『ゾンビの謎に挑む』とはまことにショッキングな副題ですが、中身はいたってマジメな本なのです。
※ウェイド・デイヴィス『蛇と虹 -ゾンビの謎に挑むー』草思社(1988年6月6日第1刷)
ゾンビと聞くと決まって『ああ、あの死者が甦って人を襲うホラー映画でしょ』という答えが返ってきます。
※ジョ-ジ・A・ロメロ監督『ゾンビ』1978年イタリア映画(原題:Dawn of the Dead)・・・(↓脚註1参照)
ジョ-ジ・A・ロメロ監督の映画で有名になったこの『生きている死人』ですが、実はハイチに実在します(!)。
※ハイチの首都ポルトープランスの明るくカラフルな街並み・・・この街にゾンビが?
『ええっ!』と驚くのもムリはありません。んー・・・、実在するゾンビは人を襲って喰らったりはしませんから(笑)。
ハイチのブードゥー教には『人をゾンビにする秘法』なるものが存在し、死んだヒトが甦る実例があるというのです。
該当する一節を抜き書きしてみます。
クラインは部屋を出て行き、やがて書類を手に戻って来て、それをわたしに渡した。それはクレルヴィウス・ナルシスなる人物の、フランス語で書かれた死亡証明書で、1962年のものだった。
「われわれにとって問題は、このナルシスがいまもぴんぴんしていて、ハイチ中央のアルチポニート峡谷の自分の村で、新しい生活に落ち着いているということなんだ」とクラインが説明した。「彼とその家族は、彼がブードゥー教の犠牲になったということと、埋葬の直後にゾンビとして墓から連れ出されたということを主張している」
ナルシスの例はほんの一端に過ぎず、著者たちはこれを「文明人がまだ知らない未知の薬品」の効果ではないかと推理します(↓脚註2参照)。
もし、人間の新陳代謝の状態を、死亡したとみなされるほどのレヴェルまで低下させられる薬品があるのならば、それをもとに画期的な麻酔薬が開発され、外科手術の成功率が飛躍的に上昇するかもしれない、ぜひともブードゥー教で使用される『人をゾンビにする薬品』なるものを手に入れて分析する必要がある、というのです。
(つづく)
※脚註1)ジョ-ジ・A・ロメロ監督の手になるゾンビ映画のうち、最初に日本で公開されたのは、その名も「ゾンビ」でしたが、これ原題は"Dawn of the Dead(死者の夜明け)"で第2作です。
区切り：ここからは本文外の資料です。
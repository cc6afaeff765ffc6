#![deny(missing_docs)]

//! Typed graph → generic value.
//!
//! Fields are written in the order they are decoded, facet groups only when
//! `kind` is unset or matches the group, and extensions last.

use crate::alias::KeyAlias;
use crate::codec::options::{CodecOptions, UnresolvedPolicy};
use crate::document::Document;
use crate::error::{AppError, AppResult};
use crate::extensions::ExtensionBag;
use crate::reference::Reference;
use crate::schema::{
    AdditionalProperties, Discriminator, ExternalDocs, SchemaKind, SchemaNode, SchemaOrRef, Xml,
};
use serde_json::{Map, Value};
use tracing::warn;

/// How references are written.
#[derive(Clone, Copy)]
pub(crate) enum Pointers<'a> {
    /// Logical text; node targets as `null`. Never fails.
    Search,
    /// Logical text; node targets follow the unresolved policy.
    Detached,
    /// Resolved against a document, falling back to the unresolved policy.
    Within(&'a Document),
}

pub(crate) struct Encoder<'a> {
    opts: &'a CodecOptions,
    pointers: Pointers<'a>,
}

impl<'a> Encoder<'a> {
    pub(crate) fn new(opts: &'a CodecOptions, pointers: Pointers<'a>) -> Self {
        Self { opts, pointers }
    }

    pub(crate) fn member(&self, member: &SchemaOrRef, depth: usize) -> AppResult<Value> {
        match member {
            SchemaOrRef::Schema(node) => self.schema(node, depth),
            SchemaOrRef::Reference(reference) => {
                let mut out = Map::new();
                out.insert(self.opts.reference_key.clone(), self.pointer(reference)?);
                Ok(Value::Object(out))
            }
            SchemaOrRef::Unresolved(value) => Ok(value.clone()),
        }
    }

    /// The `$ref` value written for `reference`.
    fn pointer(&self, reference: &Reference) -> AppResult<Value> {
        let logical = reference.logical_text().map(|t| Value::String(t.to_string()));
        match self.pointers {
            Pointers::Search => Ok(logical.unwrap_or(Value::Null)),
            Pointers::Detached => match logical {
                Some(text) => Ok(text),
                None => self.fallback(
                    reference,
                    AppError::NoDocumentBound("node reference encoded without a document".into()),
                ),
            },
            Pointers::Within(document) => match reference.json_pointer(document) {
                Ok(pointer) => Ok(Value::String(pointer)),
                Err(err) => self.fallback(reference, err),
            },
        }
    }

    fn fallback(&self, reference: &Reference, err: AppError) -> AppResult<Value> {
        let substitute = match &self.opts.unresolved {
            UnresolvedPolicy::Fail => return Err(err),
            UnresolvedPolicy::Verbatim => match reference.logical_text() {
                Some(text) => Value::String(text.to_string()),
                None => return Err(err),
            },
            UnresolvedPolicy::Placeholder(value) => value.clone(),
        };
        warn!(
            reference = reference.logical_text().unwrap_or("<node>"),
            error = %err,
            substitute = %substitute,
            "writing unresolved reference"
        );
        Ok(substitute)
    }

    fn put(&self, out: &mut Map<String, Value>, alias: &KeyAlias, value: Value) {
        out.insert(alias.key(self.opts.key_style).to_string(), value);
    }

    fn put_opt<T: Into<Value> + Clone>(
        &self,
        out: &mut Map<String, Value>,
        alias: &KeyAlias,
        value: &Option<T>,
    ) {
        if let Some(v) = value {
            self.put(out, alias, v.clone().into());
        }
    }

    pub(crate) fn schema(&self, node: &SchemaNode, depth: usize) -> AppResult<Value> {
        if depth > self.opts.max_depth {
            return Err(AppError::CycleOrDepthExceeded {
                depth: self.opts.max_depth,
            });
        }
        let mut out = Map::new();
        let kind = node.kind;
        let group = |g: fn(SchemaKind) -> bool| kind.map_or(true, g);

        // METADATA
        self.put_opt(&mut out, &KeyAlias::TITLE, &node.title);
        self.put_opt(&mut out, &KeyAlias::DESCRIPTION, &node.description);
        if let Some(kind) = kind {
            self.put(&mut out, &KeyAlias::TYPE, Value::String(kind.as_str().into()));
        }
        self.put_opt(&mut out, &KeyAlias::DEFAULT, &node.default);
        self.put_opt(&mut out, &KeyAlias::EXAMPLE, &node.example);
        self.put_opt(&mut out, &KeyAlias::FORMAT, &node.format);
        if node.has_enum() {
            self.put(&mut out, &KeyAlias::ENUM, Value::Array(node.enum_values().to_vec()));
        }
        self.put_opt(&mut out, &KeyAlias::NULLABLE, &node.nullable);
        self.put_opt(&mut out, &KeyAlias::DEPRECATED, &node.deprecated);
        self.put_opt(&mut out, &KeyAlias::READ_ONLY, &node.read_only);
        self.put_opt(&mut out, &KeyAlias::WRITE_ONLY, &node.write_only);
        if let Some(docs) = &node.external_docs {
            self.put(&mut out, &KeyAlias::EXTERNAL_DOCS, self.external_docs(docs)?);
        }
        if let Some(xml) = &node.xml {
            self.put(&mut out, &KeyAlias::XML, self.xml(xml)?);
        }

        // COMPOSITION
        if let Some(discriminator) = &node.discriminator {
            self.put(&mut out, &KeyAlias::DISCRIMINATOR, self.discriminator(discriminator)?);
        }
        for (alias, list) in [
            (&KeyAlias::ALL_OF, &node.all_of),
            (&KeyAlias::ANY_OF, &node.any_of),
            (&KeyAlias::ONE_OF, &node.one_of),
        ] {
            if !list.is_empty() {
                let items = list
                    .iter()
                    .map(|m| self.member(m, depth + 1))
                    .collect::<AppResult<Vec<_>>>()?;
                self.put(&mut out, alias, Value::Array(items));
            }
        }
        if let Some(not) = &node.not {
            self.put(&mut out, &KeyAlias::NOT, self.member(not, depth + 1)?);
        }

        if group(SchemaKind::is_numeric) {
            if let Some(v) = node.declared_multiple_of() {
                self.put(&mut out, &KeyAlias::MULTIPLE_OF, v.into());
            }
            if let Some(v) = node.maximum() {
                self.put(&mut out, &KeyAlias::MAXIMUM, Value::Number(v.clone()));
            }
            let exclusive_maximum = node.declared_exclusive_maximum();
            self.put_opt(&mut out, &KeyAlias::EXCLUSIVE_MAXIMUM, &exclusive_maximum);
            if let Some(v) = node.minimum() {
                self.put(&mut out, &KeyAlias::MINIMUM, Value::Number(v.clone()));
            }
            let exclusive_minimum = node.declared_exclusive_minimum();
            self.put_opt(&mut out, &KeyAlias::EXCLUSIVE_MINIMUM, &exclusive_minimum);
        }

        if group(|k| k == SchemaKind::String) {
            self.put_opt(&mut out, &KeyAlias::MAX_LENGTH, &node.max_length);
            self.put_opt(&mut out, &KeyAlias::MIN_LENGTH, &node.min_length);
            self.put_opt(&mut out, &KeyAlias::PATTERN, &node.pattern);
        }

        if group(|k| k == SchemaKind::Array) {
            self.put_opt(&mut out, &KeyAlias::MAX_ITEMS, &node.max_items);
            self.put_opt(&mut out, &KeyAlias::MIN_ITEMS, &node.min_items);
            self.put_opt(&mut out, &KeyAlias::UNIQUE_ITEMS, &node.unique_items);
            if let Some(items) = &node.items {
                self.put(&mut out, &KeyAlias::ITEMS, self.member(items, depth + 1)?);
            }
        }

        if group(|k| k == SchemaKind::Object) {
            self.put_opt(&mut out, &KeyAlias::MAX_PROPERTIES, &node.max_properties);
            self.put_opt(&mut out, &KeyAlias::MIN_PROPERTIES, &node.min_properties);
            if let Some(required) = &node.required {
                let names = required.iter().cloned().map(Value::String).collect();
                self.put(&mut out, &KeyAlias::REQUIRED, Value::Array(names));
            }
            if let Some(properties) = &node.properties {
                let mut map = Map::new();
                for (name, member) in properties {
                    map.insert(name.clone(), self.member(member, depth + 1)?);
                }
                self.put(&mut out, &KeyAlias::PROPERTIES, Value::Object(map));
            }
            match &node.additional_properties {
                Some(AdditionalProperties::Allowed(flag)) => {
                    self.put(&mut out, &KeyAlias::ADDITIONAL_PROPERTIES, Value::Bool(*flag))
                }
                Some(AdditionalProperties::Schema(member)) => {
                    let value = self.member(member, depth + 1)?;
                    self.put(&mut out, &KeyAlias::ADDITIONAL_PROPERTIES, value)
                }
                None => {}
            }
        }

        self.finish(out, &node.extensions)
    }

    fn discriminator(&self, discriminator: &Discriminator) -> AppResult<Value> {
        let mut out = Map::new();
        self.put(
            &mut out,
            &KeyAlias::PROPERTY_NAME,
            Value::String(discriminator.property_name.clone()),
        );
        if !discriminator.mapping.is_empty() {
            let mut mapping = Map::new();
            for (selector, reference) in &discriminator.mapping {
                let target = self.pointer(reference)?;
                let target = match self.pointers {
                    // Reference-shaped so the path search passes over it.
                    Pointers::Search => {
                        let mut wrapped = Map::new();
                        wrapped.insert(self.opts.reference_key.clone(), target);
                        Value::Object(wrapped)
                    }
                    _ => target,
                };
                mapping.insert(selector.clone(), target);
            }
            self.put(&mut out, &KeyAlias::MAPPING, Value::Object(mapping));
        }
        self.finish(out, &discriminator.extensions)
    }

    fn external_docs(&self, docs: &ExternalDocs) -> AppResult<Value> {
        let mut out = Map::new();
        self.put(&mut out, &KeyAlias::URL, Value::String(docs.url.clone()));
        self.put_opt(&mut out, &KeyAlias::DESCRIPTION, &docs.description);
        self.finish(out, &docs.extensions)
    }

    fn xml(&self, xml: &Xml) -> AppResult<Value> {
        let mut out = Map::new();
        self.put_opt(&mut out, &KeyAlias::NAME, &xml.name);
        self.put_opt(&mut out, &KeyAlias::NAMESPACE, &xml.namespace);
        self.put_opt(&mut out, &KeyAlias::PREFIX, &xml.prefix);
        self.put_opt(&mut out, &KeyAlias::ATTRIBUTE, &xml.attribute);
        self.put_opt(&mut out, &KeyAlias::WRAPPED, &xml.wrapped);
        self.finish(out, &xml.extensions)
    }

    fn finish(&self, mut out: Map<String, Value>, extensions: &ExtensionBag) -> AppResult<Value> {
        extensions.merge_into(&mut out, self.opts.key_style)?;
        Ok(Value::Object(out))
    }
}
実はこれに先行する第1作が存在しまして原題は"Night of the Living Dead(ゾンビの夜)"・・・低予算のホラー映画でしたが実にコワイです。小屋の中に閉じ込められて外はゾンビでいっぱい・・・この攻防戦をリアルに描いて秀逸です(やっと助かったと思ったらエンディングが実に皮肉!)。第2作ではゾンビの群れに追われてショッピングモールに立て籠って防戦するスタイルでした。で、第3作は”Day of the Dead(死者の日)”で、もはやゾンビは当たり前に街を歩き、人間が砦の中で細々と暮らす・・・と徐々にゾンビが優勢になる世界を描いています。この第3作になると、魂のない死体であるはずのゾンビにある種の知性の目覚めが感じられ、このシリーズを秀逸なものにしています。新型コロナウイルスが蔓延する今の世界ってゾンビ映画のストーリーにどこかよく似ていると思いませんか?
※ジョ-ジ・A・ロメロ監督のゾンビ映画第3作”Day of the Dead(邦題「死霊のえじき」)”
※脚註2)新型コロナウイルスの治療薬としても期待されているイベルメクチンは、確かゴルフ場近くの土中にある放線菌から作られたそうです。『未開の地にはまだ知られていない動植物が多数存在し、これらの成分からさまざまな病気に対する画期的な治療薬が発見されるかもしれない』というのは『雲を掴むような話』ではないのです。